The output power of dispatchable DGs such as micro turbines, fuel cells and bio-diesel
generators are controlled to maintain the desired system frequency and voltage in an
autonomous micro grid. On the other hand, non dispatchable DGs such as wind and PV, in
which the output power depends on the environmental conditions, are controlled in maximum
power point tracking (MPPT) to harness as much energy as possible.
The dynamic response of inertial and non-inertial DGs is different. The response of inertial
DGs (rotary machine based) will be slower compared to the non-inertial DGs (converter
interfaced). For example, a diesel generator and a hydro generator are inertial sources since
they include synchronous generators with their rotating inertial masses.
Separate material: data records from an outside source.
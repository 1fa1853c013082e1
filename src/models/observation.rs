//! Phrase observations and ranking rows.

use chrono::{DateTime, Utc};
use serde::{Deserialize, Serialize};
use std::fmt;

/// One timestamped occurrence of a phrase.
///
/// Created once per completed phrase per post and owned by the
/// [`FrequencyStore`](crate::storage::FrequencyStore) after insertion.
#[derive(Debug, Clone, PartialEq, Eq, Serialize, Deserialize)]
pub struct Observation {
    /// The phrase as extracted, original casing preserved.
    pub content: String,
    /// Creation time of the post the phrase came from.
    pub observed_at: DateTime<Utc>,
}

impl Observation {
    /// Creates a new observation.
    #[must_use]
    pub fn new(content: impl Into<String>, observed_at: DateTime<Utc>) -> Self {
        Self {
            content: content.into(),
            observed_at,
        }
    }

    /// Returns the case-folded grouping key used by the ranking engine.
    #[must_use]
    pub fn group_key(&self) -> String {
        self.content.to_lowercase()
    }
}

/// A ranked phrase and its occurrence count.
///
/// Derived on every ranking request, never stored.
#[derive(Debug, Clone, PartialEq, Eq, Hash, Serialize, Deserialize)]
pub struct RankedItem {
    /// Representative phrase (first-seen casing of its group).
    pub phrase: String,
    /// Number of observations in the group.
    pub count: usize,
}

impl RankedItem {
    /// Creates a new ranked item.
    #[must_use]
    pub fn new(phrase: impl Into<String>, count: usize) -> Self {
        Self {
            phrase: phrase.into(),
            count,
        }
    }
}

impl fmt::Display for RankedItem {
    fn fmt(&self, f: &mut fmt::Formatter<'_>) -> fmt::Result {
        write!(f, "{} ({})", self.phrase, self.count)
    }
}

#[cfg(test)]
mod tests {
    use super::*;

    #[test]
    fn test_group_key_folds_latin_case() {
        let obs = Observation::new("Rust", Utc::now());
        assert_eq!(obs.group_key(), "rust");

        let obs = Observation::new("ノストル", Utc::now());
        assert_eq!(obs.group_key(), "ノストル");
    }

    #[test]
    fn test_ranked_item_display() {
        assert_eq!(RankedItem::new("猫", 5).to_string(), "猫 (5)");
    }
}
Thus, a finite time is required to change output power of an inertial DG. On the other hand,
the DGs connected through converters such as PVs, fuel cells and batteries are non-inertial
and they can respond to change real and reactive power output very quickly. This mismatch
in response rate can create power and frequency fluctuations in an autonomous micro grid
where no single dominant energy source is present. Therefore, the control and power
management strategies are vital for an autonomous micro grid in the presence of few
different types of DGs.
To maximize the efficiency of the unit, the sources need to be placed close to the heat load
rather than the electrical load since it is easier to transport electricity over longer distances.
Distributed energy sources have the potential to increase system reliability and power quality
due to the decentralization of supply. Increase in reliability levels can be obtained if
distributed generation is allowed to operate autonomously in transient conditions, mainly if
there is an outage or disturbances upstream in the electrical supply. Distributed generation
can ease the burden of high penetration of renewable sources by filling in when intermittent
generation is low and by smoothing the transmission system loading.
MICRO GRID ARCHITECTURE
A traditional architecture of a micro grid is shown in Figure with a micro grid connected to a
larger system and a disconnect switch that “islands” the distributed generation units to protect
sensitive loads. A major factor in micro grids is the creation of the disconnect switch that will
enable the micro grid to maintain compliance with current commercial standards. Such a
switch is necessary to realize the high reliability and power quality that micro grids offer.
Micro grid Architecture
Having multiple distributed generators available makes the chance of an all-out failure less
likely, especially if there is backup generation capable of being quickly and easily connected
to the system.
It is also efficient than relying on a single large generator. Small generators have a lower
inertia and are better at automatic load following and help avoid large standby charges that
occur when there is only a single large generator.
This configuration of multiple independent generators creates a peer-to-peer network that
insures that there is no master controller that is critical to the operation of the micro grid.
Having a component such as a master controller creates a single point of failure which is not
the ideal situation when the end user demands high reliability in the electrical system.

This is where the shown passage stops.